# [Activity]
Taking the line with "use crate::validate::ValidationError;" as the first and the line with "pub fn kind(&self)" as the last, set down exactly every line in that range from the entries below, and no more.

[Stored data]

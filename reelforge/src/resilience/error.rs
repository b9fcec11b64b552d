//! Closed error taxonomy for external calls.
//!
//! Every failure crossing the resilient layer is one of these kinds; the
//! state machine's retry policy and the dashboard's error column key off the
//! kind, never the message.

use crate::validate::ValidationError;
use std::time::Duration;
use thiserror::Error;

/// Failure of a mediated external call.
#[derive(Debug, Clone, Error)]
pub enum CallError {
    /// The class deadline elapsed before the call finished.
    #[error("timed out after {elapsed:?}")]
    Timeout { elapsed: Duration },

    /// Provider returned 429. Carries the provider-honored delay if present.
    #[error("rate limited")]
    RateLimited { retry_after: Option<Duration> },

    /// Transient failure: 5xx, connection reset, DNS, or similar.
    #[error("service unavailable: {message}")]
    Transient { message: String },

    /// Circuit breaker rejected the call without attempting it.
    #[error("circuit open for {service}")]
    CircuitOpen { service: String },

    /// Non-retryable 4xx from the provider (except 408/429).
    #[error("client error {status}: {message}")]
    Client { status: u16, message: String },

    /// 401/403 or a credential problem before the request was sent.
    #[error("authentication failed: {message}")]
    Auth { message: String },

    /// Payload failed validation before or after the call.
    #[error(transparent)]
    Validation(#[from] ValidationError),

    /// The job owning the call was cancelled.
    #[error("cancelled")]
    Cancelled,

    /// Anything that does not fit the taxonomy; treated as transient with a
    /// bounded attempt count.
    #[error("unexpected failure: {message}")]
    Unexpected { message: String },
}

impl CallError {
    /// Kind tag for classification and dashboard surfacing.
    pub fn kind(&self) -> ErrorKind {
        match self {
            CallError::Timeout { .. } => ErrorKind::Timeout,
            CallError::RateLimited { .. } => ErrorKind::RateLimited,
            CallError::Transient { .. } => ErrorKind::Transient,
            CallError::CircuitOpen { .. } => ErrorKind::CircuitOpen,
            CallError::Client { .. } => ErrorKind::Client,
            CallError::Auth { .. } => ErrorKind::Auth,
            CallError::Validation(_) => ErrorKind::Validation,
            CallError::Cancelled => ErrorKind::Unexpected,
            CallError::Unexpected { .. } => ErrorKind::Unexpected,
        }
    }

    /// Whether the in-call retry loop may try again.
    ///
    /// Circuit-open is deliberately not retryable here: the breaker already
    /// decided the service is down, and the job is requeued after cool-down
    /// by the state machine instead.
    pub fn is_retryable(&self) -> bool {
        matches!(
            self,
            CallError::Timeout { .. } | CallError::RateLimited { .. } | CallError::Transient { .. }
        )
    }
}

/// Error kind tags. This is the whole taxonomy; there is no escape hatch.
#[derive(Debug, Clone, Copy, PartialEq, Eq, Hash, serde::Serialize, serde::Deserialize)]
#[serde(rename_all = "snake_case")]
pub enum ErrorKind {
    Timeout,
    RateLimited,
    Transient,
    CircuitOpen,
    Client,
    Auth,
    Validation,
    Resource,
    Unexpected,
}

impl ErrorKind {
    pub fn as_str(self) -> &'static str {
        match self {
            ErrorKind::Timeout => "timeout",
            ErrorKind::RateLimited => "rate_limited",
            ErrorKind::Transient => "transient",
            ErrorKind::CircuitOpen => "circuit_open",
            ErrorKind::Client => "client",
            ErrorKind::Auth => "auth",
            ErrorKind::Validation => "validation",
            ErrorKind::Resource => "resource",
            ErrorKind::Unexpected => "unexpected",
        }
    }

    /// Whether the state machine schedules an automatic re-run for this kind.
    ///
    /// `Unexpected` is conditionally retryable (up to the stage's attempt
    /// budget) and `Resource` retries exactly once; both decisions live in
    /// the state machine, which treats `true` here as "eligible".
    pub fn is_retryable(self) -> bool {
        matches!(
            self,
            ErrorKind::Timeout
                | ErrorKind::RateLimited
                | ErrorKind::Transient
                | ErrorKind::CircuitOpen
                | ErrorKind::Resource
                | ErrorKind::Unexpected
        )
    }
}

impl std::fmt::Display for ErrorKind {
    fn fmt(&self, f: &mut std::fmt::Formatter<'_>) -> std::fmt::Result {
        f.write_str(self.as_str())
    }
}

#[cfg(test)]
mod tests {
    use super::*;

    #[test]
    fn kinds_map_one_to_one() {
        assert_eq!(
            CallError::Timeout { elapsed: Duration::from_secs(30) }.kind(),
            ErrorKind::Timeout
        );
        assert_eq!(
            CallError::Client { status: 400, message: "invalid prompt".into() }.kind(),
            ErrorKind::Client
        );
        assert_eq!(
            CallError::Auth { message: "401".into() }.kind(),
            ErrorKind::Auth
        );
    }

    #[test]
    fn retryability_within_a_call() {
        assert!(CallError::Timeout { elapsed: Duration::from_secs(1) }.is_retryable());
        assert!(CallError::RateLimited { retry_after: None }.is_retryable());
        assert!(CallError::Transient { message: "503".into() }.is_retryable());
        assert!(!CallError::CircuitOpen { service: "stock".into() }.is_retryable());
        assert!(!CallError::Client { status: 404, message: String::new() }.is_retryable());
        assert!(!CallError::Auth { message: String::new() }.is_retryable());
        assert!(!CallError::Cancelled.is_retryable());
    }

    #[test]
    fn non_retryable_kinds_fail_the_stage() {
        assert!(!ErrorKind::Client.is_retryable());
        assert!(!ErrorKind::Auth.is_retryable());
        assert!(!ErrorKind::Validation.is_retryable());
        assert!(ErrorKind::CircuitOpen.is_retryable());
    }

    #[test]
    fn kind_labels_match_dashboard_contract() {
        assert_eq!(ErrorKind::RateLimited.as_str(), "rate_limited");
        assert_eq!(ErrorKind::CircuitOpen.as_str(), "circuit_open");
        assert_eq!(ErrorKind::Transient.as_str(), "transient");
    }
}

==

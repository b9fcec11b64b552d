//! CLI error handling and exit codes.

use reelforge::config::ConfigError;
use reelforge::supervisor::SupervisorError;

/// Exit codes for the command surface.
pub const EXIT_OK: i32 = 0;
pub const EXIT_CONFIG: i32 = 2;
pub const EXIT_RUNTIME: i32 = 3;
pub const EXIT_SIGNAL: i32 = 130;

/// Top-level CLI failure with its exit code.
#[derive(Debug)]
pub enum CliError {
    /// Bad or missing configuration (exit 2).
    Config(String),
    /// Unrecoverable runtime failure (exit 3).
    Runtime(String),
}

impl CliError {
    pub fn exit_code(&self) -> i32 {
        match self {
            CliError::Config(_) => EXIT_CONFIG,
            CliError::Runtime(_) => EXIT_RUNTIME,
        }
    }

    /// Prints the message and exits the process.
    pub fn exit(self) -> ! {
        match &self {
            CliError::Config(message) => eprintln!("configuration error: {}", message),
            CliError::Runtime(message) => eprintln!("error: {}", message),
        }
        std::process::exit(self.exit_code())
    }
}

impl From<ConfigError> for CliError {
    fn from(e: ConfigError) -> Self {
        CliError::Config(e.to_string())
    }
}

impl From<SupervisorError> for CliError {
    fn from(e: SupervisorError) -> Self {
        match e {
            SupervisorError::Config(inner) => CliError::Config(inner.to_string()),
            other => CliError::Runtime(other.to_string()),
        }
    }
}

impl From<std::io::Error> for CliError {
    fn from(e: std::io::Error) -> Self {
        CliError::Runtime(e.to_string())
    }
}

# [Solution for this task]
use crate::validate::ValidationError;
use std::time::Duration;
use thiserror::Error;

/// Failure of a mediated external call.
#[derive(Debug, Clone, Error)]
pub enum CallError {
    /// The class deadline elapsed before the call finished.
    #[error("timed out after {elapsed:?}")]
    Timeout { elapsed: Duration },

    /// Provider returned 429. Carries the provider-honored delay if present.
    #[error("rate limited")]
    RateLimited { retry_after: Option<Duration> },

    /// Transient failure: 5xx, connection reset, DNS, or similar.
    #[error("service unavailable: {message}")]
    Transient { message: String },

    /// Circuit breaker rejected the call without attempting it.
    #[error("circuit open for {service}")]
    CircuitOpen { service: String },

    /// Non-retryable 4xx from the provider (except 408/429).
    #[error("client error {status}: {message}")]
    Client { status: u16, message: String },

    /// 401/403 or a credential problem before the request was sent.
    #[error("authentication failed: {message}")]
    Auth { message: String },

    /// Payload failed validation before or after the call.
    #[error(transparent)]
    Validation(#[from] ValidationError),

    /// The job owning the call was cancelled.
    #[error("cancelled")]
    Cancelled,

    /// Anything that does not fit the taxonomy; treated as transient with a
    /// bounded attempt count.
    #[error("unexpected failure: {message}")]
    Unexpected { message: String },
}

impl CallError {
    /// Kind tag for classification and dashboard surfacing.
    pub fn kind(&self) -> ErrorKind {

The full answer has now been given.